Home NASIONAL Anak di NTB Tega Mempolisikan Ibu Kandungnya Hanya Gegara Motor Warisan

Anak di NTB Tega Mempolisikan Ibu Kandungnya Hanya Gegara Motor Warisan

7
0

Anak di NTB Tega Mempolisikan Ibu Kandungnya Hanya Gegara Motor Warisan – Seorang anak berinisial MS (45) tega melaporkan ibu kandungnya, KS (61) ke polisi atas dugaan tuduhan penggelapan sepeda motor. Polisi pun turun tangan dengan melakukan mediasi.

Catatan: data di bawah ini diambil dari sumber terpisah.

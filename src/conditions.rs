//! Built-in loop conditions
//!
//! A condition answers "may this container's body run?". The coordinator
//! calls `on_block_started` at the top of each pass, then `check` against the
//! would-be next item to decide whether the pass runs at all, and
//! `on_block_finished` once the body completes.

use crate::item::{Condition, EntityMeta, ExecutionContext};
use chrono::{DateTime, Duration, Utc};
use serde::{Deserialize, Serialize};

fn config_of<T: Serialize>(value: &T) -> serde_json::Value {
    serde_json::to_value(value).unwrap_or(serde_json::Value::Null)
}

/// Repeat the container body a fixed number of times.
///
/// The pass counter is advanced by `on_block_finished`, never by `check`,
/// and is reset only by `reset_progress` or a container restart.
#[derive(Debug, Clone, Serialize, Deserialize)]
pub struct LoopForIterations {
    pub iterations: u32,
    #[serde(skip)]
    completed: u32,
}

impl LoopForIterations {
    pub fn new(iterations: u32) -> Self {
        Self {
            iterations,
            completed: 0,
        }
    }

    pub fn completed(&self) -> u32 {
        self.completed
    }
}

impl Condition for LoopForIterations {
    fn type_tag(&self) -> &str {
        "LoopForIterations"
    }

    fn check(&mut self, _ctx: &ExecutionContext, _next: Option<&EntityMeta>) -> bool {
        self.completed < self.iterations
    }

    fn on_block_finished(&mut self) {
        self.completed += 1;
    }

    fn reset_progress(&mut self) {
        self.completed = 0;
    }

    fn config(&self) -> serde_json::Value {
        config_of(self)
    }

    fn clone_boxed(&self) -> Box<dyn Condition> {
        Box::new(self.clone())
    }
}

/// Repeat until a wall-clock time budget has elapsed.
///
/// The deadline is anchored when the block first starts, so a saved plan
/// carries a duration, not an absolute time.
#[derive(Debug, Clone, Serialize, Deserialize)]
pub struct LoopForTimeSpan {
    pub seconds: f64,
    #[serde(skip)]
    deadline: Option<DateTime<Utc>>,
}

impl LoopForTimeSpan {
    pub fn new(seconds: f64) -> Self {
        Self {
            seconds,
            deadline: None,
        }
    }
}

impl Condition for LoopForTimeSpan {
    fn type_tag(&self) -> &str {
        "LoopForTimeSpan"
    }

    fn on_block_started(&mut self) {
        if self.deadline.is_none() {
            self.deadline = Some(Utc::now() + Duration::milliseconds((self.seconds * 1000.0) as i64));
        }
    }

    fn check(&mut self, _ctx: &ExecutionContext, _next: Option<&EntityMeta>) -> bool {
        match self.deadline {
            Some(deadline) => Utc::now() < deadline,
            None => false,
        }
    }

    fn reset_progress(&mut self) {
        self.deadline = None;
    }

    fn config(&self) -> serde_json::Value {
        config_of(self)
    }

    fn clone_boxed(&self) -> Box<dyn Condition> {
        Box::new(self.clone())
    }
}

/// Repeat while the most recent frame's HFR stays under a limit.
///
/// Stops the loop once seeing or focus degrades past the threshold. With no
/// HFR measured yet the loop is allowed to continue.
#[derive(Debug, Clone, Serialize, Deserialize)]
pub struct LoopWhileHfrBelow {
    pub limit: f64,
}

impl LoopWhileHfrBelow {
    pub fn new(limit: f64) -> Self {
        Self { limit }
    }
}

impl Condition for LoopWhileHfrBelow {
    fn type_tag(&self) -> &str {
        "LoopWhileHfrBelow"
    }

    fn check(&mut self, ctx: &ExecutionContext, _next: Option<&EntityMeta>) -> bool {
        match ctx.stats().latest_hfr() {
            Some(hfr) if hfr >= self.limit => {
                tracing::info!("HFR {:.2} reached limit {:.2}, ending loop", hfr, self.limit);
                false
            }
            _ => true,
        }
    }

    fn config(&self) -> serde_json::Value {
        config_of(self)
    }

    fn clone_boxed(&self) -> Box<dyn Condition> {
        Box::new(self.clone())
    }
}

Kabid Humas Polda Nusa Tenggara Barat (NTB), Kombes Artanto menjelaskan peristiwa itu bermula ketika MS melaporkan ibu kandungnya ke polisi pada Sabtu (27/6/2020). Pada saat itu, Ibu kandung dan saudara MS juga turut datang ke kantor polisi.

Artanto mengatakan jadi ibu, anak, dan saudaranya sama-sama pergi ke kantor polisi. Intinya si anak melaporkan ibunya karena telah menguasai motor, motornya itu milik siapa yang kurang memahami.

Polisi kemudian melakukan penyelidikan. Hingga akhirnya diketahui kalau sepeda motor itu adalah hasil dari uang warisan.

Saat dihubungi terpisah, Kasat Reskrim Polres Lombok Tengah AKP Priyo Suhartono mengatakan duduk permasalahannya sampai akhirnya laporan MS ditolak oleh pihak kepolisian.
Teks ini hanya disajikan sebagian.